HTTP mostly deals in bytes, not characters.

Suppose the required POST data is a map where the keys are bytes 0x01 and 0x80,
and the values are equal to the keys. (Note that the byte 0x80 is meaningless
on its own in UTF-8 - the byte-string '\x80' is not valid UTF-8.)

I can see at least three reasonable ways to represent this (using dbus-python
notation):

signature 's':
    dbus.String('%01=%01&%80=%80')

signature 'a(ss)':
    dbus.Array([
        dbus.Struct(('%01', '%01'), signature='ss'),
        dbus.Struct(('%80', '%80'), signature='ss'),
    ], signature='(ss)')

signature 'a(ayay)':
    dbus.Array([
        dbus.Struct((dbus.ByteArray('\x01'), dbus.ByteArray('\x01'))),
        dbus.Struct((dbus.ByteArray('\x80'),dbus.ByteArray('\x80'))),
    ], signature='(ayay)')

You've chosen the second one. Why?

Do practical HTTP libraries/browsers support passing pre-encoded data to a POST
request, or would UIs, in practice, have to decode the s and a(ss) versions
and pass them to the library as byte arrays for re-encoding? (If UIs would have
to decode them, that's an argument in favour of a(ayay).)
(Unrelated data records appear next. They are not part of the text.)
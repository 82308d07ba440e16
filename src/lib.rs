//! @ai:module:intent Benchmark comparison library for two communication stacks
//! @ai:module:layer application
//! @ai:module:public_api analysis, config, engine, error, input, metrics, report, subject, verdict

pub mod analysis;
pub mod config;
pub mod engine;
pub mod error;
pub mod input;
pub mod metrics;
pub mod report;
pub mod subject;
pub mod verdict;

pub use analysis::analyze;
pub use config::AnalyzerConfig;
pub use engine::{compare, ComparisonEngine, ComparisonEngineTrait};
pub use error::{Error, Result};
pub use input::load_results;
pub use metrics::{Comparison, ComparisonReport, MetricDirectory, ResultRecord, Verdict};
pub use report::{ReportGenerator, TableReporter};
pub use subject::{Subject, SubjectPair};
pub use verdict::{VerdictAggregator, VerdictAggregatorTrait, WeightPolicy};
//! Reads `settings.json` over the compiled defaults, then applies `PANTRY_*`
//! variables. A user file may be partial: only the keys it names change.

use std::path::{Path, PathBuf};

use serde_json::Value;
use tracing::debug;

use crate::errors::{Result, SettingsError};
use crate::types::PantrySettings;

/// Resolve the default settings file (`~/.pantrybot/settings.json`).
pub fn settings_path() -> PathBuf {
    let home = std::env::var("HOME").unwrap_or_else(|_| "/tmp".to_string());
    PathBuf::from(home).join(".pantrybot").join("settings.json")
}

/// Load settings from the default path with env var overrides.
pub fn load_settings() -> Result<PantrySettings> {
    load_settings_from_path(&settings_path())
}

/// Load settings from a specific path with env var overrides.
///
/// A missing file yields defaults; invalid JSON or an invalid merged value is
/// an error.
pub fn load_settings_from_path(path: &Path) -> Result<PantrySettings> {
    let defaults = serde_json::to_value(PantrySettings::default())?;

    let merged = if path.exists() {
        debug!(?path, "loading settings from file");
        let content = std::fs::read_to_string(path).map_err(|source| SettingsError::Read {
            path: path.to_path_buf(),
            source,
        })?;
        let user: Value = serde_json::from_str(&content).map_err(|source| SettingsError::Parse {
            path: path.to_path_buf(),
            source,
        })?;
        deep_merge(defaults, user)
    } else {
        debug!(?path, "settings file not found, using defaults");
        defaults
    };

    let mut settings: PantrySettings = serde_json::from_value(merged)?;
    apply_env_overrides(&mut settings);
    settings.validate()?;
    Ok(settings)
}

/// Overlay `overlay` onto `base`.
///
/// Objects merge key by key; any other overlay value (arrays included)
/// replaces the base value outright. `null` in the overlay leaves the base
/// value alone, so a user can blank a key without losing its default.
pub fn deep_merge(base: Value, overlay: Value) -> Value {
    match (base, overlay) {
        (Value::Object(mut base), Value::Object(overlay)) => {
            for (key, value) in overlay.into_iter().filter(|(_, v)| !v.is_null()) {
                let merged = match base.remove(&key) {
                    Some(existing) => deep_merge(existing, value),
                    None => value,
                };
                let _ = base.insert(key, merged);
            }
            Value::Object(base)
        }
        (_, overlay) => overlay,
    }
}

/// Apply `PANTRY_*` environment variable overrides.
pub fn apply_env_overrides(settings: &mut PantrySettings) {
    apply_overrides(settings, |name| std::env::var(name).ok());
}

/// Apply overrides read through `lookup`. Invalid values are logged and ignored.
pub fn apply_overrides(settings: &mut PantrySettings, lookup: impl Fn(&str) -> Option<String>) {
    let string = |name: &str| lookup(name).filter(|v| !v.is_empty());
    let checked = |name: &str, parsed: Option<u64>, raw: Option<String>| {
        if parsed.is_none() {
            if let Some(raw) = raw {
                tracing::warn!(key = name, value = %raw, "invalid numeric env var, ignoring");
            }
        }
        parsed
    };

    if let Some(v) = string("PANTRY_HOST") {
        settings.server.host = v;
    }
    let raw = string("PANTRY_PORT");
    if let Some(v) = raw.as_deref().and_then(|v| parse_u16_range(v, 0, 65535)) {
        settings.server.port = v;
    } else if let Some(raw) = raw {
        tracing::warn!(key = "PANTRY_PORT", value = %raw, "invalid port env var, ignoring");
    }
    let raw = string("PANTRY_HEARTBEAT_INTERVAL_MS");
    let parsed = raw.as_deref().and_then(|v| parse_u64_range(v, 1_000, 600_000));
    if let Some(v) = checked("PANTRY_HEARTBEAT_INTERVAL_MS", parsed, raw) {
        settings.server.heartbeat_interval_ms = v;
    }

    if let Some(v) = string("PANTRY_SERVER_URL") {
        settings.transport.url = v;
    }
    let raw = string("PANTRY_HANDSHAKE_TIMEOUT_MS");
    let parsed = raw.as_deref().and_then(|v| parse_u64_range(v, 100, 120_000));
    if let Some(v) = checked("PANTRY_HANDSHAKE_TIMEOUT_MS", parsed, raw) {
        settings.transport.handshake_timeout_ms = v;
    }
    let raw = string("PANTRY_RECONNECT_DELAY_MS");
    let parsed = raw.as_deref().and_then(|v| parse_u64_range(v, 10, 600_000));
    if let Some(v) = checked("PANTRY_RECONNECT_DELAY_MS", parsed, raw) {
        settings.transport.reconnect_delay_ms = v;
    }

    if let Some(v) = string("PANTRY_LOG_LEVEL") {
        settings.logging.level = v;
    }
    if let Some(raw) = string("PANTRY_LOG_JSON") {
        match parse_bool(&raw) {
            Some(v) => settings.logging.json = v,
            None => tracing::warn!(key = "PANTRY_LOG_JSON", value = %raw, "invalid boolean env var, ignoring"),
        }
    }
}

/// Accepts (case-insensitive): `true`/`1`/`yes`/`on` or `false`/`0`/`no`/`off`.
pub fn parse_bool(val: &str) -> Option<bool> {
    match val.to_lowercase().as_str() {
        "true" | "1" | "yes" | "on" => Some(true),
        "false" | "0" | "no" | "off" => Some(false),
        _ => None,
    }
}

pub fn parse_u16_range(val: &str, min: u16, max: u16) -> Option<u16> {
    let n: u16 = val.parse().ok()?;
    (n >= min && n <= max).then_some(n)
}

pub fn parse_u64_range(val: &str, min: u64, max: u64) -> Option<u64> {
    let n: u64 = val.parse().ok()?;
    (n >= min && n <= max).then_some(n)
}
> >         The flags' names aren't great. Perhaps:
> >         • Supports_Unread_Mail_Count
> >         • Supports_Unread_Mails
> >         • Emits_Mails_Received
> >         The flags' interdependencies are pretty hard to understand
> >         well. Needs
> >         some kind of truth table!
> 
> The original naming has the advantage that it uses the exact name of
> properties/method that is supported. 'has' vs 'supports' is quite the
> same to me, but english is not my first language, though 'has' is much
> shorter.

Be aware that in the Telepathy extensions to the D-Bus XML format, names that
are in Ugly_Case will generally be mapped to a different case convention for
bindings. Has_Prop_UnreadMails would become ..._HAS_PROP_UNREADMAILS in
telepathy-glib, whereas I think you actually want ..._HAS_PROP_UNREAD_MAILS,
or (as wjt suggests) ..._SUPPORTS_UNREAD_MAILS or ..._HAS_UNREAD_MAILS.

> Dependency are:
> * Has_Prop_UnreadMails implies Has_Prop_UnreadMailCount
> * Has_Prop_UnreadMails and Has_Signal_MailsReceived are exclusive

I see... so we probably can't just decompose this into two interfaces.
Am I right in saying that there are basically four "compliance levels", then?
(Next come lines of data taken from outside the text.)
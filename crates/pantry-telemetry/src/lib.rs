mod diagnostics;

pub use diagnostics::{DiagnosticQuery, DiagnosticRecord, DiagnosticsBuffer, DiagnosticsLayer};

use std::str::FromStr;
use std::sync::Arc;

use tracing::Level;
use tracing_subscriber::layer::SubscriberExt;
use tracing_subscriber::util::SubscriberInitExt;
use tracing_subscriber::{EnvFilter, Layer};

/// Configuration for the telemetry subsystem.
#[derive(Clone, Debug)]
pub struct TelemetryConfig {
    /// Default log level. Overridden by RUST_LOG env var.
    pub log_level: Level,
    /// Per-module level overrides (e.g. "pantry_sync" => DEBUG).
    pub module_levels: Vec<(String, Level)>,
    /// Emit JSON lines instead of compact text.
    pub json: bool,
    /// Number of warn+ events kept for inspection.
    pub diagnostics_capacity: usize,
}

impl Default for TelemetryConfig {
    fn default() -> Self {
        Self {
            log_level: Level::INFO,
            module_levels: Vec::new(),
            json: false,
            diagnostics_capacity: 256,
        }
    }
}

impl TelemetryConfig {
    /// Build from a level name such as `"debug"`; unknown names fall back to INFO.
    pub fn with_level_name(mut self, level: &str) -> Self {
        self.log_level = Level::from_str(level).unwrap_or(Level::INFO);
        self
    }

    fn filter_directives(&self) -> String {
        let mut filter = self.log_level.to_string().to_lowercase();
        for (module, level) in &self.module_levels {
            filter.push_str(&format!(",{}={}", module, level.to_string().to_lowercase()));
        }
        filter
    }
}

/// Keeps the diagnostics buffer reachable after initialization.
pub struct TelemetryGuard {
    diagnostics: Arc<DiagnosticsBuffer>,
}

impl TelemetryGuard {
    /// Recent warn+ events (handler failures, connection errors, dropped frames).
    pub fn diagnostics(&self) -> &DiagnosticsBuffer {
        &self.diagnostics
    }
}

/// Initialize the telemetry subsystem. Call once at startup.
pub fn init_telemetry(config: TelemetryConfig) -> TelemetryGuard {
    let env_filter = EnvFilter::try_from_default_env()
        .unwrap_or_else(|_| EnvFilter::new(config.filter_directives()));

    let fmt_layer = if config.json {
        tracing_subscriber::fmt::layer()
            .json()
            .with_target(true)
            .with_span_list(true)
            .with_filter(env_filter)
            .boxed()
    } else {
        tracing_subscriber::fmt::layer()
            .compact()
            .with_target(true)
            .with_filter(env_filter)
            .boxed()
    };

    let diagnostics = Arc::new(DiagnosticsBuffer::new(config.diagnostics_capacity));

    tracing_subscriber::registry()
        .with(fmt_layer)
        .with(DiagnosticsLayer::new(Arc::clone(&diagnostics)))
        .init();

    TelemetryGuard { diagnostics }
}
* UnreadMailCount (can this happen? Is it useful to UIs?)
* MailsReceived only (you're told about new mail but can't see anything about
  old mail)
* MailsReceived and UnreadMailCount (you're told about new mail but can't
  see anything about old mail other than how many there were)
* UnreadMails and UnreadMailCount (full state-recovery for unread mail)

> >         
> >         General remark: the interface needs to be clearer about the
> >         different
> >         features of actual protocols, with more rationale.

I second this. Please explain what information GTalk, MSN and libpurple
actually give us, for instance in <tp:rationale> sections.

> >         Maybe we
> >         should
> >         consider splitting it into several interfaces? (Although there
> >         might be
> >         enough overlap not to need to... it's hard to tell without
> >         rationale in
> >         the spec.)
> 
> I think splitting the interface would also create some sort of
> confusion. The problem is not so simple because protocols usually
> disagree on what mail notification should be.
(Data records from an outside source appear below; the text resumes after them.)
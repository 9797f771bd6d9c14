//! Protocol tests against a running hub using a raw WebSocket client.

use std::collections::BTreeMap;
use std::time::Duration;

use futures::{SinkExt, StreamExt};
use pantry_core::{ClientFrame, Delivery, EventEnvelope, HouseholdId, ServerFrame, UserId};
use pantry_server::{start, ServerConfig, ServerHandle};
use serde_json::{json, Value};
use tokio::time::timeout;
use tokio_tungstenite::connect_async;
use tokio_tungstenite::tungstenite::Message;

const TIMEOUT: Duration = Duration::from_secs(5);

type WsStream =
    tokio_tungstenite::WebSocketStream<tokio_tungstenite::MaybeTlsStream<tokio::net::TcpStream>>;

async fn boot() -> ServerHandle {
    start(ServerConfig::ephemeral()).await.unwrap()
}

async fn open(handle: &ServerHandle) -> WsStream {
    let (ws, _) = connect_async(handle.ws_url()).await.unwrap();
    ws
}

async fn send(ws: &mut WsStream, frame: &ClientFrame) {
    ws.send(Message::Text(frame.to_json().unwrap().into()))
        .await
        .unwrap();
}

async fn recv(ws: &mut WsStream) -> ServerFrame {
    timeout(TIMEOUT, async {
        loop {
            match ws.next().await {
                Some(Ok(Message::Text(text))) => {
                    return serde_json::from_str::<ServerFrame>(text.as_str()).unwrap()
                }
                Some(Ok(Message::Ping(_) | Message::Pong(_))) => {}
                other => panic!("unexpected message: {other:?}"),
            }
        }
    })
    .await
    .expect("no frame within timeout")
}

/// Complete hello/join and return the authenticated user.
async fn join(handle: &ServerHandle, token: &str, household: &str) -> (WsStream, UserId) {
    let mut ws = open(handle).await;
    send(&mut ws, &ClientFrame::Hello { token: token.into() }).await;
    let ServerFrame::Welcome { user_id } = recv(&mut ws).await else {
        panic!("expected welcome");
    };
    send(
        &mut ws,
        &ClientFrame::Join {
            household_id: HouseholdId::from(household),
        },
    )
    .await;
    assert_eq!(
        recv(&mut ws).await,
        ServerFrame::Joined {
            household_id: HouseholdId::from(household)
        }
    );
    (ws, user_id)
}

async fn post_delivery(handle: &ServerHandle, body: Value) -> Value {
    reqwest::Client::new()
        .post(format!("{}/events", handle.http_url()))
        .json(&body)
        .send()
        .await
        .unwrap()
        .json()
        .await
        .unwrap()
}

#[tokio::test]
async fn handshake_welcomes_and_joins() {
    let handle = boot().await;
    let (_ws, user_id) = join(&handle, "T1", "H1").await;
    assert_eq!(user_id, UserId::from_raw("user_T1"));
    assert_eq!(handle.registry().clients_in_household(&HouseholdId::from("H1")).len(), 1);
    handle.shutdown().await;
}

#[tokio::test]
async fn empty_token_is_rejected_and_closed() {
    let handle = boot().await;
    let mut ws = open(&handle).await;
    send(&mut ws, &ClientFrame::Hello { token: String::new() }).await;
    assert_eq!(
        recv(&mut ws).await,
        ServerFrame::Rejected {
            reason: "empty token".into()
        }
    );
    let next = timeout(TIMEOUT, ws.next()).await.unwrap();
    assert!(matches!(next, Some(Ok(Message::Close(_))) | None | Some(Err(_))));
    handle.shutdown().await;
}

#[tokio::test]
async fn join_before_hello_is_an_error() {
    let handle = boot().await;
    let mut ws = open(&handle).await;
    send(
        &mut ws,
        &ClientFrame::Join {
            household_id: HouseholdId::from("H1"),
        },
    )
    .await;
    assert_eq!(
        recv(&mut ws).await,
        ServerFrame::Error {
            message: "join before hello".into()
        }
    );
    handle.shutdown().await;
}

#[tokio::test]
async fn garbage_frame_is_an_error() {
    let handle = boot().await;
    let mut ws = open(&handle).await;
    ws.send(Message::Text("not json".into())).await.unwrap();
    assert!(matches!(recv(&mut ws).await, ServerFrame::Error { .. }));
    handle.shutdown().await;
}

#[tokio::test]
async fn static_tokens_map_to_users() {
    let mut tokens = BTreeMap::new();
    tokens.insert("T1".to_string(), "U1".to_string());
    let handle = start(ServerConfig {
        tokens,
        ..ServerConfig::ephemeral()
    })
    .await
    .unwrap();

    let (_ws, user_id) = join(&handle, "T1", "H1").await;
    assert_eq!(user_id, UserId::from_raw("U1"));

    let mut stranger = open(&handle).await;
    send(&mut stranger, &ClientFrame::Hello { token: "T9".into() }).await;
    assert_eq!(
        recv(&mut stranger).await,
        ServerFrame::Rejected {
            reason: "unknown token".into()
        }
    );
    handle.shutdown().await;
}

#[tokio::test]
async fn household_delivery_is_scoped() {
    let handle = boot().await;
    let (mut h1, _) = join(&handle, "T1", "H1").await;
    let (mut h2, _) = join(&handle, "T2", "H2").await;

    let body = post_delivery(
        &handle,
        json!({
            "audience": {"kind": "household", "id": "H1"},
            "envelope": {"type": "item.added", "scopeId": "H1", "payload": {"itemId": "I1", "item": {"name": "Milk"}}},
        }),
    )
    .await;
    assert_eq!(body["delivered"], 1);

    let ServerFrame::Event(envelope) = recv(&mut h1).await else {
        panic!("expected event");
    };
    assert_eq!(envelope.event_type, "item.added");
    assert_eq!(envelope.payload["item"]["name"], "Milk");

    // H2 sees nothing; a ping from the hub is the most it can get.
    let nothing = timeout(Duration::from_millis(200), h2.next()).await;
    assert!(nothing.is_err());
    handle.shutdown().await;
}

#[tokio::test]
async fn user_delivery_reaches_authenticated_user_only() {
    let handle = boot().await;
    let (mut alice, alice_id) = join(&handle, "alice", "H1").await;
    let (mut bob, _) = join(&handle, "bob", "H1").await;

    assert!(handle.publish(Delivery::user(
        alice_id.clone(),
        EventEnvelope::new(
            "notification.new",
            alice_id.as_str(),
            json!({"notificationId": "N1", "item": {"title": "Milk expires tomorrow"}}),
        ),
    )));

    let ServerFrame::Event(envelope) = recv(&mut alice).await else {
        panic!("expected event");
    };
    assert_eq!(envelope.scope_id, alice_id.as_str());
    assert!(timeout(Duration::from_millis(200), bob.next()).await.is_err());
    handle.shutdown().await;
}

#[tokio::test]
async fn emit_frames_reach_inbound_queue() {
    let mut handle = boot().await;
    let (mut ws, user_id) = join(&handle, "T1", "H1").await;

    send(
        &mut ws,
        &ClientFrame::Emit {
            event_type: "list.viewing".into(),
            data: json!({"listId": "L1"}),
        },
    )
    .await;

    let emit = timeout(TIMEOUT, handle.recv_emit()).await.unwrap().unwrap();
    assert_eq!(emit.user_id, user_id);
    assert_eq!(emit.household_id, Some(HouseholdId::from("H1")));
    assert_eq!(emit.event_type, "list.viewing");
    assert_eq!(emit.data["listId"], "L1");
    handle.shutdown().await;
}

#[tokio::test]
async fn leave_stops_household_delivery() {
    let handle = boot().await;
    let (mut ws, _) = join(&handle, "T1", "H1").await;
    send(&mut ws, &ClientFrame::Leave).await;

    timeout(TIMEOUT, async {
        while !handle
            .registry()
            .clients_in_household(&HouseholdId::from("H1"))
            .is_empty()
        {
            tokio::time::sleep(Duration::from_millis(10)).await;
        }
    })
    .await
    .unwrap();

    let body = post_delivery(
        &handle,
        json!({
            "audience": {"kind": "household", "id": "H1"},
            "envelope": {"type": "item.deleted", "scopeId": "H1", "payload": {"itemId": "I1"}},
        }),
    )
    .await;
    assert_eq!(body["delivered"], 0);
    handle.shutdown().await;
}

#[tokio::test]
async fn health_counts_clients() {
    let handle = boot().await;
    let (_a, _) = join(&handle, "T1", "H1").await;
    let (_b, _) = join(&handle, "T2", "H1").await;

    let body: Value = reqwest::get(format!("{}/health", handle.http_url()))
        .await
        .unwrap()
        .json()
        .await
        .unwrap();
    assert_eq!(body["status"], "ok");
    assert_eq!(body["clients"], 2);
    handle.shutdown().await;
}

#[tokio::test]
async fn heartbeat_pings_clients() {
    let handle = start(ServerConfig {
        heartbeat_interval: Duration::from_millis(50),
        ..ServerConfig::ephemeral()
    })
    .await
    .unwrap();
    let (mut ws, _) = join(&handle, "T1", "H1").await;

    let msg = timeout(TIMEOUT, ws.next()).await.unwrap().unwrap().unwrap();
    assert!(matches!(msg, Message::Ping(_)));
    handle.shutdown().await;
}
wjt's point is that if UIs have to look at the value of the capabilities
bitfield and decide between two different code paths, then this isn't
really one API at all, it's two APIs sharing an interface name, and it might
cause less confusion to represent it as such.

> We now have RequestInboxURL and RequestMailURL methods. Cookies has been
> discarded from interface since it would require some sort of system wide
> cookie manager in the Linux desktop.

That looks like an improvement, yes.